Canon PowerShot G1 X review – Image Quality
The G1 X’s large sensor size means it can deliver image quality unlike almost any other compact camera on the market. It more than wipes the floor with standard compacts when it comes to image quality, making up for some of its less-appealing handling characteristics.
Canon G1 X: Tone & Exposure:
In a variety of examples the Canon performed well, carefully measuring exposure of the subject as based on the position of the FlexiZone focus area. This may lead to the odd over-exposed background in some conditions, or blown highlights in other scenes, but the +/-3EV exposure dial on top of the camera means quick adjustment can be made where required.
Canon G1 X: White Balance & Colour:
An area where the Canon, like so many PowerShot cameras, holds its own is with image colour. Not only are shots rich and vibrant straight from camera, the Auto White Balance system does a sterling job when it comes to maintaining blacks and dark tones. It’s rare for a colour cast to cause the camera to slip up, whatever lighting is brought to question.
In-camera effects can be accessed via the main mode dial on top of the camera for the likes of Sepia, Monochrome and other dramatic finishes too.
Canon G1 X: ISO Sensitivity & Image Noise:
Image noise (or the lack thereof) is an area where the G1 X excels. The large sensor really comes into its own here as shots from ISO 100-3200 are all usable with little qualms. That’s not to say that the quality doesn’t deteriorate, of course, as the amount of detail visible from IS0 1600 and above takes a bit of a dip compared to the lower sensitivities.
But even at ISO 6400-12,800 the results are impressive despite the presence of a little colour noise. Overall the shots the G1 X can produce shots that can rival a similar-priced DSLR camera. Now that’s impressive stuff.
Canon G1 X: Sharpness & Detail:
As the G1 X’s lens has been engineered using many of the processes used by the Canon EF lens range, it’s a top quality piece of glass. An inability to close-focus may be its drawback, yet when the subject is within range it’s guaranteed to be super-sharp. The level of detail, again, rivals a DSLR camera.
Canon G1 X: Raw vs JPEG:
The included Digital Photo Professional software opens up the Canon’s .CR2 Raw files and deals with them swiftly – both when presenting, making adjustments and converting.

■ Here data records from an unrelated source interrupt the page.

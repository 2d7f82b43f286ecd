//! HTTP client types for MoySklad API communication.
//!
//! This module provides the request layer every entity wrapper is built on.
//!
//! # Overview
//!
//! - [`HttpClient`]: The async HTTP client with `get`, `post`, `put`, `delete`
//! - [`HttpRequest`]: A request to be sent to the API
//! - [`HttpResponse`]: A raw response from the API
//! - [`RequestPath`]: A path under the base URL, an absolute URL, or segments
//! - [`classify_error`]: Maps a failed response to [`GenericError`] or [`ApiError`]
//! - [`HttpError`]: Unified error type for everything that can go wrong
//!
//! # Example
//!
//! ```rust,ignore
//! use moysklad::clients::{HttpClient, HttpMethod, HttpRequest};
//!
//! let client = HttpClient::new(config)?;
//!
//! let request = HttpRequest::builder(HttpMethod::Get, ["entity", "product", id])
//!     .build();
//! let response = client.request(request).await?;
//! let product: serde_json::Value = response.json()?;
//! ```
//!
//! # Failure Behavior
//!
//! Every call issues exactly one HTTP request. Non-2xx responses are always
//! returned as errors; nothing is retried.

mod classify;
mod errors;
mod http_client;
mod http_request;
mod http_response;

pub use classify::classify_error;
pub use errors::{ApiError, GenericError, HttpError};
pub use http_client::{build_url, HttpClient};
pub use http_request::{HttpMethod, HttpRequest, HttpRequestBuilder, RequestPath};
pub use http_response::{HttpResponse, RateLimitInfo};
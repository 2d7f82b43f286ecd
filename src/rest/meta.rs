//! The `meta` object every entity and reference carries.

use serde::{Deserialize, Serialize};

/// Entity metadata: where the entity lives and what it is.
///
/// Entities reference each other by wrapping this in [`EntityRef`].
#[derive(Clone, Debug, Default, Serialize, Deserialize, PartialEq, Eq)]
#[serde(rename_all = "camelCase")]
pub struct EntityMeta {
    /// Absolute URL of the entity.
    pub href: String,
    /// URL of the entity type's metadata.
    #[serde(default, skip_serializing_if = "Option::is_none")]
    pub metadata_href: Option<String>,
    /// Entity type name (e.g. `product`).
    #[serde(rename = "type")]
    pub entity_type: String,
    /// Media type of the entity representation.
    #[serde(default, skip_serializing_if = "Option::is_none")]
    pub media_type: Option<String>,
    /// Link to the entity in the web UI.
    #[serde(default, skip_serializing_if = "Option::is_none")]
    pub uuid_href: Option<String>,
}

impl EntityMeta {
    /// Creates metadata pointing at `href` with the JSON media type.
    #[must_use]
    pub fn new(href: impl Into<String>, entity_type: impl Into<String>) -> Self {
        Self {
            href: href.into(),
            metadata_href: None,
            entity_type: entity_type.into(),
            media_type: Some("application/json".to_string()),
            uuid_href: None,
        }
    }
}

/// A reference to another entity, serialized as `{"meta": {...}}`.
#[derive(Clone, Debug, Serialize, Deserialize, PartialEq, Eq)]
pub struct EntityRef {
    /// Metadata of the referenced entity.
    pub meta: EntityMeta,
}

impl From<EntityMeta> for EntityRef {
    fn from(meta: EntityMeta) -> Self {
        Self { meta }
    }
}
//! Expand trees: which related entities the server should inline.
//!
//! An expand tree is a nested map of field names. A `true` leaf selects the
//! field; a non-empty subtree selects fields of the related entity. The tree
//! flattens into dotted paths (`owner.group`) joined with `,`.

use serde_json::Value;

use crate::query::QueryError;

/// Maximum nesting depth the API accepts for `expand`.
pub const MAX_EXPAND_DEPTH: usize = 3;

/// A node of an [`ExpandTree`].
#[derive(Clone, Debug, PartialEq, Eq)]
pub enum ExpandNode {
    /// A plain leaf. `false` leaves are skipped.
    Flag(bool),
    /// A nested subtree. An empty subtree behaves like a `true` leaf.
    Tree(ExpandTree),
}

/// An ordered tree of fields to expand.
///
/// Entries keep insertion order, so the composed parameter is deterministic.
///
/// # Example
///
/// ```rust
/// use moysklad::query::ExpandTree;
///
/// let tree = ExpandTree::new()
///     .nested("owner", ExpandTree::new().field("group", true))
///     .field("agent", true);
///
/// assert_eq!(tree.paths().unwrap(), vec!["owner.group", "agent"]);
/// ```
#[derive(Clone, Debug, Default, PartialEq, Eq)]
pub struct ExpandTree {
    entries: Vec<(String, ExpandNode)>,
}

impl ExpandTree {
    /// Creates an empty tree.
    #[must_use]
    pub fn new() -> Self {
        Self::default()
    }

    /// Sets a leaf field. An existing entry with the same name is replaced.
    #[must_use]
    pub fn field(self, name: impl Into<String>, enabled: bool) -> Self {
        self.insert(name.into(), ExpandNode::Flag(enabled))
    }

    /// Sets a nested subtree. An existing entry with the same name is replaced.
    #[must_use]
    pub fn nested(self, name: impl Into<String>, tree: Self) -> Self {
        self.insert(name.into(), ExpandNode::Tree(tree))
    }

    fn insert(mut self, name: String, node: ExpandNode) -> Self {
        if let Some(entry) = self.entries.iter_mut().find(|(key, _)| *key == name) {
            entry.1 = node;
        } else {
            self.entries.push((name, node));
        }
        self
    }

    /// Returns `true` if the tree has no entries.
    #[must_use]
    pub fn is_empty(&self) -> bool {
        self.entries.is_empty()
    }

    /// Iterates over the top-level entries in insertion order.
    pub fn iter(&self) -> impl Iterator<Item = (&str, &ExpandNode)> {
        self.entries.iter().map(|(key, node)| (key.as_str(), node))
    }

    /// Flattens the tree into dotted paths.
    ///
    /// # Errors
    ///
    /// Returns [`QueryError::ExpandTooDeep`] if a selected path is nested
    /// deeper than [`MAX_EXPAND_DEPTH`].
    pub fn paths(&self) -> Result<Vec<String>, QueryError> {
        let mut paths = Vec::new();
        collect_paths(self, None, 1, &mut paths)?;
        Ok(paths)
    }
}

fn collect_paths(
    tree: &ExpandTree,
    prefix: Option<&str>,
    depth: usize,
    out: &mut Vec<String>,
) -> Result<(), QueryError> {
    for (key, node) in &tree.entries {
        let path = prefix.map_or_else(|| key.clone(), |p| format!("{p}.{key}"));
        match node {
            ExpandNode::Flag(false) => {}
            _ if depth > MAX_EXPAND_DEPTH => {
                return Err(QueryError::ExpandTooDeep {
                    path,
                    max_depth: MAX_EXPAND_DEPTH,
                });
            }
            ExpandNode::Tree(sub) if !sub.is_empty() => {
                collect_paths(sub, Some(&path), depth + 1, out)?;
            }
            _ => out.push(path),
        }
    }
    Ok(())
}

impl TryFrom<&Value> for ExpandTree {
    type Error = QueryError;

    /// Builds a tree from a JSON object such as `{"owner": {"group": true}}`.
    ///
    /// `null` counts as `false`.
    fn try_from(value: &Value) -> Result<Self, Self::Error> {
        from_json(value, "")
    }
}

fn from_json(value: &Value, path: &str) -> Result<ExpandTree, QueryError> {
    let Value::Object(map) = value else {
        return Err(QueryError::InvalidExpand {
            path: path.to_string(),
        });
    };

    let mut tree = ExpandTree::new();
    for (key, child) in map {
        let child_path = if path.is_empty() {
            key.clone()
        } else {
            format!("{path}.{key}")
        };
        tree = match child {
            Value::Bool(enabled) => tree.field(key.as_str(), *enabled),
            Value::Null => tree.field(key.as_str(), false),
            Value::Object(_) => tree.nested(key.as_str(), from_json(child, &child_path)?),
            _ => return Err(QueryError::InvalidExpand { path: child_path }),
        };
    }
    Ok(tree)
}

#[cfg(test)]
mod tests {
    use super::*;
    use serde_json::json;

    #[test]
    fn test_nested_leaf_becomes_dotted_path() {
        let tree = ExpandTree::new().nested("owner", ExpandTree::new().field("group", true));
        assert_eq!(tree.paths().unwrap(), vec!["owner.group"]);
    }

    #[test]
    fn test_siblings_keep_insertion_order() {
        let tree = ExpandTree::new()
            .field("b", true)
            .field("a", true)
            .field("c", true);
        assert_eq!(tree.paths().unwrap(), vec!["b", "a", "c"]);
    }

    #[test]
    fn test_false_leaves_are_skipped() {
        let tree = ExpandTree::new()
            .field("a", false)
            .field("b", true)
            .nested("c", ExpandTree::new().field("d", false));
        // "c" has only falsy children, so it contributes nothing
        assert_eq!(tree.paths().unwrap(), vec!["b"]);
    }

    #[test]
    fn test_empty_subtree_counts_as_leaf() {
        let tree = ExpandTree::new().nested("owner", ExpandTree::new());
        assert_eq!(tree.paths().unwrap(), vec!["owner"]);
    }

    #[test]
    fn test_replacing_an_entry_keeps_position() {
        let tree = ExpandTree::new()
            .field("a", true)
            .field("b", true)
            .field("a", false);
        assert_eq!(tree.paths().unwrap(), vec!["b"]);
        assert_eq!(tree.iter().next().map(|(k, _)| k), Some("a"));
    }

    #[test]
    fn test_three_levels_is_allowed() {
        let tree = ExpandTree::new().nested(
            "a",
            ExpandTree::new().nested("b", ExpandTree::new().field("c", true)),
        );
        assert_eq!(tree.paths().unwrap(), vec!["a.b.c"]);
    }

    #[test]
    fn test_four_levels_is_rejected() {
        let tree = ExpandTree::new().nested(
            "a",
            ExpandTree::new().nested(
                "b",
                ExpandTree::new().nested("c", ExpandTree::new().field("d", true)),
            ),
        );
        assert_eq!(
            tree.paths(),
            Err(QueryError::ExpandTooDeep {
                path: "a.b.c.d".to_string(),
                max_depth: MAX_EXPAND_DEPTH,
            })
        );
    }

    #[test]
    fn test_false_leaf_below_max_depth_is_ignored() {
        let tree = ExpandTree::new().nested(
            "a",
            ExpandTree::new().nested(
                "b",
                ExpandTree::new().nested("c", ExpandTree::new().field("d", false)),
            ),
        );
        assert_eq!(tree.paths().unwrap(), vec!["a.b.c"]);
    }

    #[test]
    fn test_from_json() {
        let tree = ExpandTree::try_from(&json!({"owner": {"group": true}, "agent": null}))
            .unwrap();
        assert_eq!(tree.paths().unwrap(), vec!["owner.group"]);
    }

    #[test]
    fn test_from_json_rejects_non_boolean_leaves() {
        let result = ExpandTree::try_from(&json!({"owner": {"group": 1}}));
        assert_eq!(
            result,
            Err(QueryError::InvalidExpand {
                path: "owner.group".to_string()
            })
        );

        let result = ExpandTree::try_from(&json!(true));
        assert_eq!(
            result,
            Err(QueryError::InvalidExpand {
                path: String::new()
            })
        );
    }
}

The difference between Raw and JPEG is more significant than may at first meet the eye. There’s little evidence of distortion or chromatic aberration correction for either file types. But the Raw files visibly retain more detail that will make it the demanding shooter’s format of choice. It’s worth the extra processing time to squeeze that subtle extra detail out of each frame.